- Task to complete: Give back the listing underneath, unchanged and complete.

::: Data to process :::

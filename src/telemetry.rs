use crate::config::{LogFormat, TelemetryConfig};
use opentelemetry::{KeyValue, global};
use opentelemetry_otlp::WithExportConfig;
use opentelemetry_sdk::{
    Resource,
    metrics::{PeriodicReader, SdkMeterProvider},
    propagation::TraceContextPropagator,
    trace::SdkTracerProvider,
};
use opentelemetry_semantic_conventions::resource::{SERVICE_NAME, SERVICE_VERSION};
use tracing_opentelemetry::OpenTelemetryLayer;
use tracing_subscriber::fmt::writer::BoxMakeWriter;
use tracing_subscriber::{EnvFilter, Registry, layer::SubscriberExt, util::SubscriberInitExt};

const SERVICE: &str = "converty-bridge";

/// Keeps the OTLP providers alive; call [`TelemetryGuard::shutdown`] before exit to flush them.
#[derive(Debug, Default)]
#[must_use]
pub struct TelemetryGuard {
    tracer_provider: Option<SdkTracerProvider>,
    meter_provider: Option<SdkMeterProvider>,
}

impl TelemetryGuard {
    pub fn shutdown(self) {
        if let Some(provider) = self.tracer_provider
            && let Err(e) = provider.shutdown()
        {
            tracing::warn!(error = %e, "Failed to flush traces");
        }
        if let Some(provider) = self.meter_provider
            && let Err(e) = provider.shutdown()
        {
            tracing::warn!(error = %e, "Failed to flush metrics");
        }
    }
}

/// Stream the fmt layer writes to. The console owns stdout, so logs move to stderr while it runs.
#[derive(Debug, Clone, Copy, PartialEq, Eq)]
pub enum LogTarget {
    Stdout,
    Stderr,
}

impl LogTarget {
    #[must_use]
    pub const fn for_console(console: bool) -> Self {
        if console { Self::Stderr } else { Self::Stdout }
    }

    fn make_writer(self) -> BoxMakeWriter {
        match self {
            Self::Stdout => BoxMakeWriter::new(std::io::stdout),
            Self::Stderr => BoxMakeWriter::new(std::io::stderr),
        }
    }
}

/// Installs the tracing subscriber and, when an OTLP endpoint is configured, the trace and metric exporters.
///
/// # Errors
/// Returns an error if a filter directive or an OTLP exporter cannot be built.
pub fn init_telemetry(config: &TelemetryConfig, target: LogTarget) -> anyhow::Result<TelemetryGuard> {
    let filter = EnvFilter::try_from_default_env()
        .unwrap_or_else(|_| "info".into())
        .add_directive("sqlx=warn".parse()?)
        .add_directive("hyper=warn".parse()?);

    let registry = Registry::default().with(filter);
    let mut guard = TelemetryGuard::default();

    let otel_layer = if let Some(endpoint) = &config.otlp_endpoint {
        let resource = Resource::builder()
            .with_attributes(vec![
                KeyValue::new(SERVICE_NAME, SERVICE),
                KeyValue::new(SERVICE_VERSION, env!("CARGO_PKG_VERSION")),
            ])
            .build();

        global::set_text_map_propagator(TraceContextPropagator::new());

        let tracer_provider = SdkTracerProvider::builder()
            .with_resource(resource.clone())
            .with_batch_exporter(
                opentelemetry_otlp::SpanExporter::builder().with_tonic().with_endpoint(endpoint).build()?,
            )
            .build();
        let tracer = opentelemetry::trace::TracerProvider::tracer(&tracer_provider, SERVICE);
        global::set_tracer_provider(tracer_provider.clone());

        let exporter = opentelemetry_otlp::MetricExporter::builder().with_tonic().with_endpoint(endpoint).build()?;
        let reader = PeriodicReader::builder(exporter).build();
        let meter_provider = SdkMeterProvider::builder().with_resource(resource).with_reader(reader).build();
        global::set_meter_provider(meter_provider.clone());

        guard.tracer_provider = Some(tracer_provider);
        guard.meter_provider = Some(meter_provider);
        Some(OpenTelemetryLayer::new(tracer))
    } else {
        None
    };

    let registry = registry.with(otel_layer);

    match config.log_format {
        LogFormat::Text => {
            registry.with(tracing_subscriber::fmt::layer().with_writer(target.make_writer())).try_init()?;
        }
        LogFormat::Json => {
            registry.with(tracing_subscriber::fmt::layer().json().with_writer(target.make_writer())).try_init()?;
        }
    }

    Ok(guard)
}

:::

- Expected output:
filename src/telemetry.rs
use crate::config::{LogFormat, TelemetryConfig};
use opentelemetry::{KeyValue, global};
use opentelemetry_otlp::WithExportConfig;
use opentelemetry_sdk::{
    Resource,
    metrics::{PeriodicReader, SdkMeterProvider},
    propagation::TraceContextPropagator,
    trace::SdkTracerProvider,
};
use opentelemetry_semantic_conventions::resource::{SERVICE_NAME, SERVICE_VERSION};
use tracing_opentelemetry::OpenTelemetryLayer;
use tracing_subscriber::fmt::writer::BoxMakeWriter;
use tracing_subscriber::{EnvFilter, Registry, layer::SubscriberExt, util::SubscriberInitExt};

const SERVICE: &str = "converty-bridge";

/// Keeps the OTLP providers alive; call [`TelemetryGuard::shutdown`] before exit to flush them.
#[derive(Debug, Default)]
#[must_use]
pub struct TelemetryGuard {
    tracer_provider: Option<SdkTracerProvider>,
    meter_provider: Option<SdkMeterProvider>,
}

impl TelemetryGuard {
    pub fn shutdown(self) {
        if let Some(provider) = self.tracer_provider
            && let Err(e) = provider.shutdown()
        {
            tracing::warn!(error = %e, "Failed to flush traces");
        }
        if let Some(provider) = self.meter_provider
            && let Err(e) = provider.shutdown()
        {
            tracing::warn!(error = %e, "Failed to flush metrics");
        }
    }
}

/// Stream the fmt layer writes to. The console owns stdout, so logs move to stderr while it runs.
#[derive(Debug, Clone, Copy, PartialEq, Eq)]
pub enum LogTarget {
    Stdout,
    Stderr,
}

impl LogTarget {
    #[must_use]
    pub const fn for_console(console: bool) -> Self {
        if console { Self::Stderr } else { Self::Stdout }
    }

    fn make_writer(self) -> BoxMakeWriter {
        match self {
            Self::Stdout => BoxMakeWriter::new(std::io::stdout),
            Self::Stderr => BoxMakeWriter::new(std::io::stderr),
        }
    }
}

/// Installs the tracing subscriber and, when an OTLP endpoint is configured, the trace and metric exporters.
///
/// # Errors
/// Returns an error if a filter directive or an OTLP exporter cannot be built.
pub fn init_telemetry(config: &TelemetryConfig, target: LogTarget) -> anyhow::Result<TelemetryGuard> {
    let filter = EnvFilter::try_from_default_env()
        .unwrap_or_else(|_| "info".into())
        .add_directive("sqlx=warn".parse()?)
        .add_directive("hyper=warn".parse()?);

    let registry = Registry::default().with(filter);
    let mut guard = TelemetryGuard::default();

    let otel_layer = if let Some(endpoint) = &config.otlp_endpoint {
        let resource = Resource::builder()
            .with_attributes(vec![
                KeyValue::new(SERVICE_NAME, SERVICE),
                KeyValue::new(SERVICE_VERSION, env!("CARGO_PKG_VERSION")),
            ])
            .build();

        global::set_text_map_propagator(TraceContextPropagator::new());

        let tracer_provider = SdkTracerProvider::builder()
            .with_resource(resource.clone())
            .with_batch_exporter(
                opentelemetry_otlp::SpanExporter::builder().with_tonic().with_endpoint(endpoint).build()?,
            )
            .build();
        let tracer = opentelemetry::trace::TracerProvider::tracer(&tracer_provider, SERVICE);
        global::set_tracer_provider(tracer_provider.clone());

        let exporter = opentelemetry_otlp::MetricExporter::builder().with_tonic().with_endpoint(endpoint).build()?;
        let reader = PeriodicReader::builder(exporter).build();
        let meter_provider = SdkMeterProvider::builder().with_resource(resource).with_reader(reader).build();
        global::set_meter_provider(meter_provider.clone());

        guard.tracer_provider = Some(tracer_provider);
        guard.meter_provider = Some(meter_provider);
        Some(OpenTelemetryLayer::new(tracer))
    } else {
        None
    };

    let registry = registry.with(otel_layer);

    match config.log_format {
        LogFormat::Text => {
            registry.with(tracing_subscriber::fmt::layer().with_writer(target.make_writer())).try_init()?;
        }
        LogFormat::Json => {
            registry.with(tracing_subscriber::fmt::layer().json().with_writer(target.make_writer())).try_init()?;
        }
    }

    Ok(guard)
}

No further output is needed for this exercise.